Word for word, reproduce all of the entries shown below.

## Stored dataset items
# # # # #

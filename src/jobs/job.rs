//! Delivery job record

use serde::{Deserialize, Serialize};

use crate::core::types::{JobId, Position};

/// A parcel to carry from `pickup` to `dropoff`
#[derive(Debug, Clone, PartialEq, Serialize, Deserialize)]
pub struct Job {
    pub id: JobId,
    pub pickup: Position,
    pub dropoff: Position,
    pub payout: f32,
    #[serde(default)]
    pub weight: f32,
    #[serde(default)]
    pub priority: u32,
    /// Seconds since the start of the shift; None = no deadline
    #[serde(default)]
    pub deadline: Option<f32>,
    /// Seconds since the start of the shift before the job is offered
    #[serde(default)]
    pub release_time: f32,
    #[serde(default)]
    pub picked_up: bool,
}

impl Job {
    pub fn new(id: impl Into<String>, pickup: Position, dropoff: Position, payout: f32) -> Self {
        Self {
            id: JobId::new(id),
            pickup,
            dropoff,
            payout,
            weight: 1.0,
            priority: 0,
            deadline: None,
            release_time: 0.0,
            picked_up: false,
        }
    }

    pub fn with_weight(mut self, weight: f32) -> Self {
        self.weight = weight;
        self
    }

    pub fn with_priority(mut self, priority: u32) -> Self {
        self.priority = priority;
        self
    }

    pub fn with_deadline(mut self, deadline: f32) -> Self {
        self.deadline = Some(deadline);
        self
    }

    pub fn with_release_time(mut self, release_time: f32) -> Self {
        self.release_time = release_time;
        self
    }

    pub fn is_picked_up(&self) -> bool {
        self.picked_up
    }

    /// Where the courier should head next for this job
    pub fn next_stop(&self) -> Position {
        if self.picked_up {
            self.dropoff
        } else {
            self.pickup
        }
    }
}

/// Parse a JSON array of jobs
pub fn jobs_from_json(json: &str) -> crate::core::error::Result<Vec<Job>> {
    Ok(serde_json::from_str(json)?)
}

# # # # #

## RESULT OF THIS TASK
filename src/jobs/job.rs
//! Delivery job record

use serde::{Deserialize, Serialize};

use crate::core::types::{JobId, Position};

/// A parcel to carry from `pickup` to `dropoff`
#[derive(Debug, Clone, PartialEq, Serialize, Deserialize)]
pub struct Job {
    pub id: JobId,
    pub pickup: Position,
    pub dropoff: Position,
    pub payout: f32,
    #[serde(default)]
    pub weight: f32,
    #[serde(default)]
    pub priority: u32,
    /// Seconds since the start of the shift; None = no deadline
    #[serde(default)]
    pub deadline: Option<f32>,
    /// Seconds since the start of the shift before the job is offered
    #[serde(default)]
    pub release_time: f32,
    #[serde(default)]
    pub picked_up: bool,
}

impl Job {
    pub fn new(id: impl Into<String>, pickup: Position, dropoff: Position, payout: f32) -> Self {
        Self {
            id: JobId::new(id),
            pickup,
            dropoff,
            payout,
            weight: 1.0,
            priority: 0,
            deadline: None,
            release_time: 0.0,
            picked_up: false,
        }
    }

    pub fn with_weight(mut self, weight: f32) -> Self {
        self.weight = weight;
        self
    }

    pub fn with_priority(mut self, priority: u32) -> Self {
        self.priority = priority;
        self
    }

    pub fn with_deadline(mut self, deadline: f32) -> Self {
        self.deadline = Some(deadline);
        self
    }

    pub fn with_release_time(mut self, release_time: f32) -> Self {
        self.release_time = release_time;
        self
    }

    pub fn is_picked_up(&self) -> bool {
        self.picked_up
    }

    /// Where the courier should head next for this job
    pub fn next_stop(&self) -> Position {
        if self.picked_up {
            self.dropoff
        } else {
            self.pickup
        }
    }
}

/// Parse a JSON array of jobs
pub fn jobs_from_json(json: &str) -> crate::core::error::Result<Vec<Job>> {
    Ok(serde_json::from_str(json)?)
}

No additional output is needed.